Thursday, November 29, 2012

The One with the Hand Truck


Several years ago, while driving on Second Avenue, J had to dodge a tire thrown from an overpass. It was a slightly surreal experience, watching the tire bouncing down the road, traffic at a standstill until it stopped moving, exchanging puzzled looks with our neighbor in the next lane over.

Tonight, while driving back from my dinner date with TA, I experienced my second encounter with an item that should-not-be-on-the-road in the form of a hand truck (illustration approximate. Your hand truck may vary in appearance). Unlike the tire, it rolled across the road from the left, hit the front end of my hastily stopped car with a crash and a bang, bounced off the vehicle and into traffic on my right.

To quote TA, happily sitting unaware in his seat, “Whoa. That was loud!”

And completely infuriating, as I had agreed this week to trade in the car that was just HIT BY THE HAND TRUCK.

Changing IV


I’m home with a migraine today, a malady that I am experiencing with increasing periodic (literally) frequency as my body shifts from post-pregnancy back into menopausal mode. The massive mood swings, increase in pre-period of migraines, erratic timing and cramps from hell make me long for the days when I would only wake up drenched in sweat and shivering.

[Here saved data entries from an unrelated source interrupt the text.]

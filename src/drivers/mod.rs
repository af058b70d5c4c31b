//! Consumer tasks and the output devices they drive, plus task spawning.

pub mod alarm;
pub mod display;
pub mod indicator;
pub mod matrix;
pub mod task_pin;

The migraines have also changed, making it more difficult to detect when one is coming. This morning I discovered a new symptom – gag level sensitivity to phantom-like odors, which began at 5:40am when I J, freshly shampooed, leaned over to cuddle me for a moment. In my semi-coherent state I was unable to effectively communicate to him why I could not get away from him fast enough.

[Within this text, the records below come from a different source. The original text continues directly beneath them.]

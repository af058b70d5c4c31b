//! Sensor subsystem: the [`Reading`] snapshot and the [`SensorSampler`]
//! that produces one every sample period.
//!
//! A reading is classified at construction: `alert` is derived from the
//! two percentages and cannot be set independently.

pub mod sampler;

pub use sampler::SensorSampler;

use crate::config::{LEVEL_THRESHOLD, RAIN_THRESHOLD};

/// Full-scale value of the 12-bit ADC.
pub const ADC_MAX: u16 = 4095;

/// Linear map of a raw 12-bit sample onto `[0, 100]` percent.
///
/// Values above [`ADC_MAX`] saturate at 100 %; the sampler rejects them
/// before they get here.
pub fn raw_to_percent(raw: u16) -> f32 {
    let raw = raw.min(ADC_MAX);
    (f32::from(raw) / f32::from(ADC_MAX)) * 100.0
}

/// Flood-risk classification.
pub fn is_alert(level_pct: f32, rainfall_pct: f32) -> bool {
    level_pct >= LEVEL_THRESHOLD || rainfall_pct >= RAIN_THRESHOLD
}

/// Immutable snapshot of one sample.
#[derive(Debug, Clone, Copy, PartialEq)]
pub struct Reading {
    level_pct: f32,
    rainfall_pct: f32,
    alert: bool,
    sequence: u32,
}

impl Reading {
    /// Pre-seeded value every mailbox holds before the first sample.
    pub const INITIAL: Self = Self {
        level_pct: 0.0,
        rainfall_pct: 0.0,
        alert: false,
        sequence: 0,
    };

    pub fn new(level_pct: f32, rainfall_pct: f32, sequence: u32) -> Self {
        let level_pct = level_pct.clamp(0.0, 100.0);
        let rainfall_pct = rainfall_pct.clamp(0.0, 100.0);
        Self {
            level_pct,
            rainfall_pct,
            alert: is_alert(level_pct, rainfall_pct),
            sequence,
        }
    }

    /// Build a reading straight from two raw ADC samples.
    pub fn from_raw(level_raw: u16, rainfall_raw: u16, sequence: u32) -> Self {
        Self::new(raw_to_percent(level_raw), raw_to_percent(rainfall_raw), sequence)
    }

    pub fn level_pct(&self) -> f32 {
        self.level_pct
    }

    pub fn rainfall_pct(&self) -> f32 {
        self.rainfall_pct
    }

    pub fn alert(&self) -> bool {
        self.alert
    }

    pub fn sequence(&self) -> u32 {
        self.sequence
    }
}

impl Default for Reading {
    fn default() -> Self {
        Self::INITIAL
    }
}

Only to pick up the odor again as I sat up in bed, as we use the same shampoo and the smell still lingered in my hair. I did not catch on when I stepped out of the shower and found myself wondering why things seemed to far away. It was only upon attempting to dress and realizing that I was becoming nauseated and incapable of choosing a shirt that I realized that I was about to be in a world of pain unless I took my medication immediately.

I took the medication. Comforted TA, who was angry about being forced to wear pants, then angry because he wanted to take a Dr. Seuss book in for show and tell (theme: seasons) instead of The Snowy Day. We settled on Ten Apples up On Top, which I thought could be stretched as a “fall” kind of book, because otherwise how would the characters have access to so many apples?

J and TA left, and I settled into a dark room and contemplated my life. The awfulness of the mood swings, which leave me feeling depressed and lonely. Last night I planned on going out and running some errands – except that I had no place to go and no one to meet. I ended up coming home and hiding in the bedroom while J and TA played downstairs. I find myself missing my former best friend and fighting the urge to reach out to her, even though I know it is for the best that we are not in contact any longer.

I hate this. I have limited options on how to alleviate the symptoms and none of them are really great. I can’t imagine going through 10+ years of this shit.